Sage Journals: Discover world-class research

Abstract

In HDLC serial communication protocol, CRC calculation can first process the most or least significant bit of data. Nowadays most CRC calculation is based on the most significant bit (MSB) first processing. An algorithm of the least significant bit (LSB) first processing parallel CRC is proposed in this paper. Based on the general expression of the least significant bit first processing serial CRC, using state equation method of linear system, we derive a recursive formula by the mathematical deduction. The recursive formula is applicable to any number of bits processed in parallel and any series of generator polynomial. According to the formula, we present the parallel circuit of CRC calculation and implement it with VHDL on FPGA. The results verify the accuracy and effectiveness of this method.

1. Introduction

Cyclic redundancy checksum (CRC) is the core computation step of HDLC protocol [1]. CRC is widely used in high-speed data communications systems, such as Asynchronous Transport Modes (ATM), Ethernet wired networks (ieee802.3), WiFi (ieee802.11), and WiMAX (ieee802.16).

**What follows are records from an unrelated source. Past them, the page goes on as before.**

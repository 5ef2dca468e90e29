//! Instance transformation data for GPU rendering.
//!
//! Per-instance data like position, rotation, and scale is stored as
//! GPU buffers and passed to shaders, so every copy of a shared geometry is
//! drawn in one instanced call.

use std::ops::Mul;

use cgmath::{Euler, Matrix, One, Rad, SquareMatrix};

use crate::data_structures::model;

/// Per-instance transformation: position, rotation (as quaternion), and scale.
#[derive(Clone, Debug, PartialEq)]
pub struct Instance {
    pub position: cgmath::Vector3<f32>,
    pub rotation: cgmath::Quaternion<f32>,
    pub scale: cgmath::Vector3<f32>,
}

impl Instance {
    /// Identity transformation (no move, rotate, or scale).
    pub fn new() -> Self {
        Self {
            position: cgmath::Vector3::new(0.0, 0.0, 0.0),
            rotation: cgmath::Quaternion::one(),
            scale: cgmath::Vector3::new(1.0, 1.0, 1.0),
        }
    }

    pub fn at(x: f32, y: f32, z: f32) -> Self {
        cgmath::Vector3::new(x, y, z).into()
    }

    pub fn with_uniform_scale(mut self, scale: f32) -> Self {
        self.scale = cgmath::Vector3::new(scale, scale, scale);
        self
    }

    /// Sets the rotation from Euler angles applied in XYZ order.
    pub fn with_euler_xyz(mut self, x: f32, y: f32, z: f32) -> Self {
        self.rotation = euler_xyz(x, y, z);
        self
    }

    pub fn to_matrix(&self) -> cgmath::Matrix4<f32> {
        cgmath::Matrix4::from_translation(self.position)
            * cgmath::Matrix4::from(self.rotation)
            * cgmath::Matrix4::from_nonuniform_scale(self.scale.x, self.scale.y, self.scale.z)
    }

    /// Inverse transpose of the upper 3x3, for transforming normals.
    pub fn normal_matrix(&self) -> cgmath::Matrix3<f32> {
        let linear = cgmath::Matrix3::from(self.rotation)
            * cgmath::Matrix3::from_diagonal(self.scale);
        linear
            .invert()
            .map(|inverse| inverse.transpose())
            .unwrap_or_else(|| cgmath::Matrix3::from(self.rotation))
    }

    pub fn to_raw(&self) -> InstanceRaw {
        let world_matrix = self.to_matrix();
        InstanceRaw {
            model: world_matrix.into(),
            normal: self.normal_matrix().into(),
            handedness: world_matrix.determinant().signum(),
        }
    }
}

/// Quaternion for intrinsic XYZ Euler angles, i.e. `Rx * Ry * Rz`.
pub fn euler_xyz(x: f32, y: f32, z: f32) -> cgmath::Quaternion<f32> {
    // cgmath's Euler conversion composes in this same order
    cgmath::Quaternion::from(Euler::new(Rad(x), Rad(y), Rad(z)))
}

impl<'a, 'b> Mul<&'b Instance> for &'a Instance {
    type Output = Instance;

    /// Parent-child composition. Exact for uniform parent scales.
    fn mul(self, rhs: &'b Instance) -> Self::Output {
        let new_rotation = self.rotation * rhs.rotation;

        let new_scale = cgmath::Vector3::new(
            self.scale.x * rhs.scale.x,
            self.scale.y * rhs.scale.y,
            self.scale.z * rhs.scale.z,
        );
        let scaled_rhs_pos = cgmath::Vector3::new(
            self.scale.x * rhs.position.x,
            self.scale.y * rhs.position.y,
            self.scale.z * rhs.position.z,
        );
        let new_position = self.position + (self.rotation * scaled_rhs_pos);

        Instance {
            position: new_position,
            rotation: new_rotation,
            scale: new_scale,
        }
    }
}

impl From<cgmath::Vector3<f32>> for Instance {
    fn from(position: cgmath::Vector3<f32>) -> Self {
        Instance {
            position,
            ..Default::default()
        }
    }
}

impl Default for Instance {
    fn default() -> Self {
        Self::new()
    }
}

/**
 * The raw instance is the actual data stored on the GPU
 */
#[repr(C)]
#[derive(Debug, Copy, Clone, bytemuck::Pod, bytemuck::Zeroable)]
pub struct InstanceRaw {
    model: [[f32; 4]; 4],
    normal: [[f32; 3]; 3],
    handedness: f32,
}

/**
 * Stride layout: the model matrix as four vec4s, the normal matrix as three
 * vec3s and the handedness sign.
 */
impl model::Vertex for InstanceRaw {
    fn desc() -> wgpu::VertexBufferLayout<'static> {
        use std::mem;
        wgpu::VertexBufferLayout {
            array_stride: mem::size_of::<InstanceRaw>() as wgpu::BufferAddress,
            // shaders advance to the next entry per instance, not per vertex
            step_mode: wgpu::VertexStepMode::Instance,
            attributes: &[
                wgpu::VertexAttribute {
                    offset: 0,
                    shader_location: 5,
                    format: wgpu::VertexFormat::Float32x4,
                },
                wgpu::VertexAttribute {
                    offset: mem::size_of::<[f32; 4]>() as wgpu::BufferAddress,
                    shader_location: 6,
                    format: wgpu::VertexFormat::Float32x4,
                },
                wgpu::VertexAttribute {
                    offset: mem::size_of::<[f32; 8]>() as wgpu::BufferAddress,
                    shader_location: 7,
                    format: wgpu::VertexFormat::Float32x4,
                },
                wgpu::VertexAttribute {
                    offset: mem::size_of::<[f32; 12]>() as wgpu::BufferAddress,
                    shader_location: 8,
                    format: wgpu::VertexFormat::Float32x4,
                },
                wgpu::VertexAttribute {
                    offset: mem::size_of::<[f32; 16]>() as wgpu::BufferAddress,
                    shader_location: 9,
                    format: wgpu::VertexFormat::Float32x3,
                },
                wgpu::VertexAttribute {
                    offset: mem::size_of::<[f32; 19]>() as wgpu::BufferAddress,
                    shader_location: 10,
                    format: wgpu::VertexFormat::Float32x3,
                },
                wgpu::VertexAttribute {
                    offset: mem::size_of::<[f32; 22]>() as wgpu::BufferAddress,
                    shader_location: 11,
                    format: wgpu::VertexFormat::Float32x3,
                },
                wgpu::VertexAttribute {
                    offset: mem::size_of::<[f32; 25]>() as wgpu::BufferAddress,
                    shader_location: 12,
                    format: wgpu::VertexFormat::Float32,
                },
            ],
        }
    }
}

#[cfg(test)]
mod tests {
    use cgmath::{InnerSpace, Rotation, Vector3};

    use super::*;

    #[test]
    fn child_inherits_parent_translation_and_scale() {
        let parent = Instance::at(1.0, 0.0, 0.0).with_uniform_scale(2.0);
        let child = Instance::at(0.0, 1.0, 0.0);
        let world = &parent * &child;
        assert_eq!(world.position, Vector3::new(1.0, 2.0, 0.0));
        assert_eq!(world.scale, Vector3::new(2.0, 2.0, 2.0));
    }

    #[test]
    fn euler_xyz_applies_z_first() {
        let q = euler_xyz(std::f32::consts::FRAC_PI_2, 0.0, std::f32::consts::FRAC_PI_2);
        // Rx * Rz applied to +X: Rz takes it to +Y, then Rx takes +Y to +Z.
        let v = q.rotate_vector(Vector3::unit_x());
        assert!((v - Vector3::unit_z()).magnitude() < 1e-5);
    }

    #[test]
    fn normal_matrix_undoes_non_uniform_scale() {
        let mut instance = Instance::new();
        instance.scale = Vector3::new(2.0, 1.0, 1.0);
        let n = instance.normal_matrix() * Vector3::new(1.0, 1.0, 0.0);
        assert!((n.x - 0.5).abs() < 1e-6);
        assert!((n.y - 1.0).abs() < 1e-6);
    }
}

Now the data processing capacity is growing, which has reached Gb/s. The traditional easy hardware solution for CRC calculation is the Linear Feedback Shift Register (LFSR), which processes bits serially. Although LFSR can work on high frequency, it is relatively slow to calculate CRC. With the development of modern communications, the high rate of data transmission requires speeding up CRC calculation, the speed of this serial implementation is absolutely inadequate in high-speed data communications. In these cases, a parallel computation of the CRC is used widely [2 –10].

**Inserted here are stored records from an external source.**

//! haunted-house
//!
//! A small 3D scene rendered with wgpu: a house with a textured door, bushes,
//! a graveyard of randomly placed graves and three ghost lights circling
//! around it. Runs natively and in the browser.
//!
//! High-level modules
//! - `config`: scene preset and environment configuration
//! - `data_structures`: geometry, materials, textures, transforms and the scene graph
//! - `resources`: asset loading with progress notifications and GPU mesh upload
//! - `scene`: construction of the haunted house scene graph
//! - `lighting`: the light rig and the ghost animation
//! - `camera`: camera, projection, viewport and orbit controls
//! - `tweak`: live light tweak panel
//! - `pipelines`: render pipelines, light uniforms and the optional GUI overlay
//! - `context`: window, device, queue and per-frame uniforms
//! - `render`: instanced batching and drawing of the scene
//! - `flow`: application state, frame step and the event loop
//!

pub mod camera;
pub mod config;
pub mod context;
pub mod data_structures;
pub mod flow;
pub mod lighting;
pub mod pipelines;
pub mod render;
pub mod resources;
pub mod scene;
pub mod tweak;

pub use config::{Config, Preset};
pub use flow::{AppState, FrameTarget, Scheduler, run, step, step_at};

CRC calculation can be divided into most or least significant bit first processing. Nowadays most CRC calculation is based on the most significant bit (MSB) first processing [4]. This paper presents the algorithm and implementation of least significant bit first processing parallel CRC. The traditional serial implementation for CRC calculation is the Linear Feedback Shift Register (LFSR); we first analyze the principle of LFSR in this paper. Then, based on the requirement of least significant bit first processing and the incomplete relative theory, we deduce the formula of least significant bit first processing parallel CRC and implement it with FPGA which is widely applicable [11 –14].

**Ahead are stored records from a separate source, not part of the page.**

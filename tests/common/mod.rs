#![allow(dead_code)]

use std::{cell::RefCell, rc::Rc};

use cgmath::Vector3;
use haunted_house::{
    AppState, Config, FrameTarget, Preset, Scheduler,
    camera::Viewport,
    resources::{AssetLoader, LoadingManager, LoadingObserver},
};
use rand::{SeedableRng, rngs::StdRng};

pub const SEED: u64 = 0x6a05;

pub fn seeded_rng() -> StdRng {
    StdRng::seed_from_u64(SEED)
}

#[derive(Clone, Debug, PartialEq)]
pub enum LoadEvent {
    Start { url: String, loaded: usize, total: usize },
    Progress { url: String, loaded: usize, total: usize },
    Load,
    Error { url: String },
}

/// Observer that appends every notification to a shared list.
#[derive(Clone, Default)]
pub struct RecordingObserver {
    pub events: Rc<RefCell<Vec<LoadEvent>>>,
}

impl RecordingObserver {
    pub fn events(&self) -> Vec<LoadEvent> {
        self.events.borrow().clone()
    }

    pub fn loader(&self) -> AssetLoader {
        AssetLoader::new(LoadingManager::new(Box::new(self.clone())))
    }
}

impl LoadingObserver for RecordingObserver {
    fn on_start(&mut self, url: &str, loaded: usize, total: usize) {
        self.events.borrow_mut().push(LoadEvent::Start {
            url: url.to_string(),
            loaded,
            total,
        });
    }

    fn on_progress(&mut self, url: &str, loaded: usize, total: usize) {
        self.events.borrow_mut().push(LoadEvent::Progress {
            url: url.to_string(),
            loaded,
            total,
        });
    }

    fn on_load(&mut self) {
        self.events.borrow_mut().push(LoadEvent::Load);
    }

    fn on_error(&mut self, url: &str) {
        self.events.borrow_mut().push(LoadEvent::Error {
            url: url.to_string(),
        });
    }
}

/// Shared call log of a [`RecordingTarget`] and a [`RecordingScheduler`].
pub type Journal = Rc<RefCell<Vec<String>>>;

/// Frame target that remembers what the state looked like at draw time.
pub struct RecordingTarget {
    pub journal: Journal,
    pub ghost_positions: Vec<Vector3<f32>>,
    pub fail: bool,
}

impl RecordingTarget {
    pub fn new(journal: &Journal) -> Self {
        Self {
            journal: journal.clone(),
            ghost_positions: Vec::new(),
            fail: false,
        }
    }
}

impl FrameTarget for RecordingTarget {
    type Error = String;

    fn draw(&mut self, state: &mut AppState) -> Result<(), String> {
        self.journal.borrow_mut().push("draw".to_string());
        self.ghost_positions.push(state.lights.ghosts[0].light.position);
        if self.fail {
            Err("surface lost".to_string())
        } else {
            Ok(())
        }
    }
}

pub struct RecordingScheduler {
    pub journal: Journal,
}

impl Scheduler for RecordingScheduler {
    fn schedule_next(&self) {
        self.journal.borrow_mut().push("schedule".to_string());
    }
}

pub fn config(preset: Preset) -> Config {
    Config {
        preset,
        ..Config::default()
    }
}

pub fn app_state(preset: Preset) -> AppState {
    AppState::new(
        &config(preset),
        Viewport::new(800.0, 600.0, 1.0),
        &mut seeded_rng(),
    )
}

pub fn close(a: Vector3<f32>, b: Vector3<f32>) -> bool {
    (a.x - b.x).abs() < 1e-4 && (a.y - b.y).abs() < 1e-4 && (a.z - b.z).abs() < 1e-4
}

2. The Algorithm of Least Significant Bit First Processing Parallel CRC

2.1. The Algorithm of Serial CRC

In typical serial CRC algorithm [1, 10], the computing processes are assuming that the input information is calculated from the MSB. However, in practical application, input data CRC operation may be processed from the lowest bit first. When the least significant bit of the data flow is processed firstly, the corresponding generator polynomial is necessary to reverse order. For example, the antisequence CCITT-16 standard polynomial expressed in binary is 0'8408. Because the structure of serial CRC is only relevant to the generator polynomial and the order of the data processing, in order to get more generic hardware architecture, assuming least bit processing first, the generator polynomial g(x) = x^{m – 1}*g_{m – 1} + x^{m – 2}*g_{m – 2} + … + x*g₁ + g₀, which used the reverse order, the input sequence m(x) = x^{k – 1}*b_{k – 1} + x^{k – 2}*b_{k – 2} + … + x*b₁ + b₀. You can get universal serial hardware structure as shown in Figure 1.

Figure 1:

Universal serial processing hardware architecture of LSB first CRC.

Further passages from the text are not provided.